The alt-pop veteran writes in the preface to Song Reader that, “These songs, they’re here to be brought to life, or at least to remind us that, not so long ago, a song was only a piece of paper until it was played by someone.”

Every song featured in the release, which comes in a hardcover carrying case, is paired with a full-color illustration, many done by Guero artist Marcel Dzama. Fine-drawn wolves, cartoons, and cityscapes decorate the book, which also features fictional advertisements in its back pages. Beck explained that his first memories of sheet music are more closely tied to the books themselves, rather than the musical notes printed inside.

“Sheet music wasn’t something that I was conscious of growing up,” he said. “But it was always on the periphery. I remember being at my aunt’s house, the long summer afternoons looking for something to do, and finding a pile of them in the piano stool. But it was more about the artwork then, I couldn’t play the songs, so it was about the artifact itself.”

Having all the material for Song Reader laid out made the songwriting process more rigorous for the Odelay auteur. “This was a very disciplined process,” he said. “It was like putting an X-ray or a magnifying glass on your own songwriting — it’s right there, its weaknesses glaring.” He continued, saying, “It was a struggle for me… Sometimes the lyrics were too clichéd, the sentiments were too shop-worn sometimes. But if the song was too clever or self-conscious it wouldn’t have that universality.” Stripping away at his work wasn’t exactly new territory for the 42-year-old singer-songwriter, though. “I’ve done this before, with Sea Change. I put those songs under the microscope, took out lines that were too easy.”

“I’ve learned to say more with less,” he said. “You’re still writing from the same frame, but there have been habits I’ve tried to break and ones I’ve tried to acquire.”

Diversifying is one of the Los Angeles native’s superpowers. At the start of his wildly eclectic two-decade-plus career — before he shuffled from proto-hipster poster boy to bleary-eyed Serge Gainsbourg-devotee — Beck had to tone down the sincerity and play up the ironic non sequiturs that first made him a star. 

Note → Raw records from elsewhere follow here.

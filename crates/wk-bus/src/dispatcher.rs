// SPDX-License-Identifier: MIT

//! Routes inbound `BusMessage`s from a renderer window to the matching
//! `MessageBus` operation.

use parking_lot::RwLock;
use std::collections::HashSet;
use std::sync::Arc;
use wk_core::{Clock, WindowId};
use wk_wire::BusMessage;

use crate::bus::MessageBus;
use crate::data_store::KeyPermission;

pub type GroupResolver = Arc<dyn Fn(&str) -> Vec<WindowId> + Send + Sync>;

pub struct BusDispatcher<C: Clock = wk_core::SystemClock> {
    bus: Arc<MessageBus<C>>,
    group_resolver: RwLock<Option<GroupResolver>>,
}

impl<C: Clock> BusDispatcher<C> {
    pub fn new(bus: Arc<MessageBus<C>>) -> Self {
        Self { bus, group_resolver: RwLock::new(None) }
    }

    pub fn set_group_resolver(&self, resolver: GroupResolver) {
        *self.group_resolver.write() = Some(resolver);
    }

    pub async fn dispatch(&self, window_id: WindowId, message: BusMessage) {
        match message {
            BusMessage::Get { key, request_id } => {
                let value = self.bus.get(&key);
                let response = BusMessage::GetResponse { request_id, value };
                if let Ok(bytes) = serde_json::to_vec(&response) {
                    if let Err(err) = self.bus.send_to_window(&window_id, bytes).await {
                        tracing::warn!(%window_id, key, error = %err, "failed to deliver GET_RESPONSE");
                    }
                }
            }
            BusMessage::Set { key, value } => {
                if let Err(err) = self.bus.set_data(&key, value, Some(window_id.clone()), false).await {
                    tracing::warn!(%window_id, key, error = %err, "SET denied");
                }
            }
            BusMessage::Delete { key } => {
                if let Err(err) = self.bus.delete_data(&key, Some(window_id.clone()), false).await {
                    tracing::warn!(%window_id, key, error = %err, "DELETE denied");
                }
            }
            BusMessage::Subscribe { key } => self.bus.subscribe(window_id, &key),
            BusMessage::Unsubscribe { key } => self.bus.unsubscribe(&window_id, &key),
            BusMessage::SetPermission { key, window_id: scoped_window, modify } => {
                let permission = if modify {
                    KeyPermission { readonly: false, allowed_windows: Some(HashSet::from([scoped_window])) }
                } else {
                    KeyPermission { readonly: true, allowed_windows: None }
                };
                self.bus.set_permission(key, permission);
            }
            BusMessage::TransactionStart => self.bus.start_transaction(window_id),
            BusMessage::Commit => {
                if let Err(err) = self.bus.commit_transaction(&window_id).await {
                    tracing::warn!(%window_id, error = %err, "transaction commit denied");
                }
            }
            BusMessage::Rollback => self.bus.rollback_transaction(&window_id),
            BusMessage::SendToWindow { window_id: target, payload } => {
                if let Ok(bytes) = serde_json::to_vec(&payload) {
                    if let Err(err) = self.bus.send_to_window(&target, bytes).await {
                        tracing::warn!(%target, error = %err, "SEND_TO_WINDOW failed");
                    }
                }
            }
            BusMessage::SendToGroup { group, payload } => {
                let resolver = self.group_resolver.read().clone();
                let Some(resolver) = resolver else {
                    tracing::warn!(group, "SEND_TO_GROUP received with no group resolver configured");
                    return;
                };
                let ids = resolver(&group);
                if let Ok(bytes) = serde_json::to_vec(&payload) {
                    self.bus.send_to_group(&ids, bytes).await;
                }
            }
            BusMessage::GetResponse { .. } | BusMessage::Update { .. } => {
                tracing::debug!(kind = message.kind(), "ignoring server-originated message type from a renderer");
            }
        }
    }
}

#[cfg(test)]
#[path = "dispatcher_tests.rs"]
mod tests;
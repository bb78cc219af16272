// SPDX-License-Identifier: MIT

//! Opaque identifier types.

use serde::{Deserialize, Serialize};
use std::fmt;

/// Define a newtype id wrapper around an opaque UUID string.
///
/// Generates `new()` (random v4 UUID), `from_string()`, `as_str()`, `Display`,
/// `From<String>`, `From<&str>`, `PartialEq<str>`, `PartialEq<&str>`,
/// `Borrow<str>` and `Deref` implementations.
#[macro_export]
macro_rules! define_id {
    (
        $(#[$meta:meta])*
        pub struct $name:ident;
    ) => {
        $(#[$meta])*
        #[derive(Debug, Clone, PartialEq, Eq, Hash, serde::Serialize, serde::Deserialize)]
        #[serde(transparent)]
        pub struct $name(pub String);

        impl $name {
            /// Generate a new random id (UUID v4, textual form).
            pub fn new() -> Self {
                Self(uuid::Uuid::new_v4().to_string())
            }

            /// Build an id from an existing opaque string (deserialization, tests, wire).
            pub fn from_string(id: impl Into<String>) -> Self {
                Self(id.into())
            }

            pub fn as_str(&self) -> &str {
                &self.0
            }

            pub fn is_empty(&self) -> bool {
                self.0.is_empty()
            }
        }

        impl Default for $name {
            fn default() -> Self {
                Self::new()
            }
        }

        impl std::fmt::Display for $name {
            fn fmt(&self, f: &mut std::fmt::Formatter<'_>) -> std::fmt::Result {
                write!(f, "{}", self.0)
            }
        }

        impl From<&str> for $name {
            fn from(s: &str) -> Self {
                Self::from_string(s)
            }
        }

        impl From<String> for $name {
            fn from(s: String) -> Self {
                Self::from_string(s)
            }
        }

        impl AsRef<str> for $name {
            fn as_ref(&self) -> &str {
                &self.0
            }
        }

        impl PartialEq<str> for $name {
            fn eq(&self, other: &str) -> bool {
                self.0 == other
            }
        }

        impl PartialEq<&str> for $name {
            fn eq(&self, other: &&str) -> bool {
                self.0 == *other
            }
        }

        impl std::borrow::Borrow<str> for $name {
            fn borrow(&self) -> &str {
                &self.0
            }
        }

        impl std::ops::Deref for $name {
            type Target = str;

            fn deref(&self) -> &str {
                &self.0
            }
        }
    };
}

define_id! {
    /// Identifies a single managed window. Unrelated to its `name`, which is
    /// the caller-chosen unique handle (see `WindowRegistry`).
    pub struct WindowId;
}

/// Stable integer identifying the originator of a router request.
///
/// Supplied by the host runtime (e.g. a renderer process id); opaque to the
/// router beyond its use as a rate-limit and permission key.
#[derive(Debug, Clone, Copy, PartialEq, Eq, Hash, PartialOrd, Ord, Serialize, Deserialize)]
pub struct SenderId(pub i64);

impl SenderId {
    pub fn new(id: i64) -> Self {
        Self(id)
    }
}

impl fmt::Display for SenderId {
    fn fmt(&self, f: &mut fmt::Formatter<'_>) -> fmt::Result {
        write!(f, "{}", self.0)
    }
}

impl From<i64> for SenderId {
    fn from(v: i64) -> Self {
        Self(v)
    }
}

#[cfg(test)]
#[path = "id_tests.rs"]
mod tests;
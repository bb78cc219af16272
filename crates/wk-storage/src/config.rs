// SPDX-License-Identifier: MIT

use serde::{Deserialize, Serialize};
use std::path::PathBuf;
use std::time::Duration;

/// How a `StateKeeper` schedules disk flushes after a dirty `save_state`.
#[derive(Debug, Clone, Copy, Serialize, Deserialize, PartialEq, Eq)]
#[serde(tag = "kind", rename_all = "snake_case")]
pub enum FlushStrategy {
    /// Wait for a quiet period of `delay_ms` with no further saves.
    Debounce { delay_ms: u64 },
    /// Flush at most once per `delay_ms` window, regardless of save rate.
    Throttle { delay_ms: u64 },
}

impl FlushStrategy {
    pub fn delay(self) -> Duration {
        match self {
            FlushStrategy::Debounce { delay_ms } | FlushStrategy::Throttle { delay_ms } => {
                Duration::from_millis(delay_ms)
            }
        }
    }
}

impl Default for FlushStrategy {
    fn default() -> Self {
        FlushStrategy::Debounce { delay_ms: 500 }
    }
}

/// Configuration for a `StateKeeper` instance.
#[derive(Debug, Clone, Serialize, Deserialize, PartialEq)]
pub struct StateKeeperConfig {
    pub path: PathBuf,
    #[serde(default)]
    pub strategy: FlushStrategy,
}

impl Default for StateKeeperConfig {
    fn default() -> Self {
        Self { path: PathBuf::from("window-state.json"), strategy: FlushStrategy::default() }
    }
}

#[cfg(test)]
#[path = "config_tests.rs"]
mod tests;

“When I started out it was the beautiful innocent chaos of throwing things at the wall,” he recalled. “My songs were more personal, more emotional, but I had a lot of rejection at open mics and performance spaces on the Lower East Side in New York. I found people tuned out. So in the early ’90s I wrote humorous songs, and the absurdity of them or something trenchant about them would go over.”

Now, though, Beck wants to hear how fans will play his new songs. “I want to hear how far away they are from the original way they were written,” he said. “I can play them live, but I’m more interested to hear what people do with them.”

Staff members at the New Yorker have already taken a crack at “Old Shanghai,” and if you sign up for the album’s mailing list, you’ll be able to hear recordings of the songs “by artists known and unknown.” The sheet music will ship in December, and a limited number of copies signed by Beck are available for $50 apiece. Beck fans that aren’t very musically inclined, don’t worry: a new “standard format” album is on the way.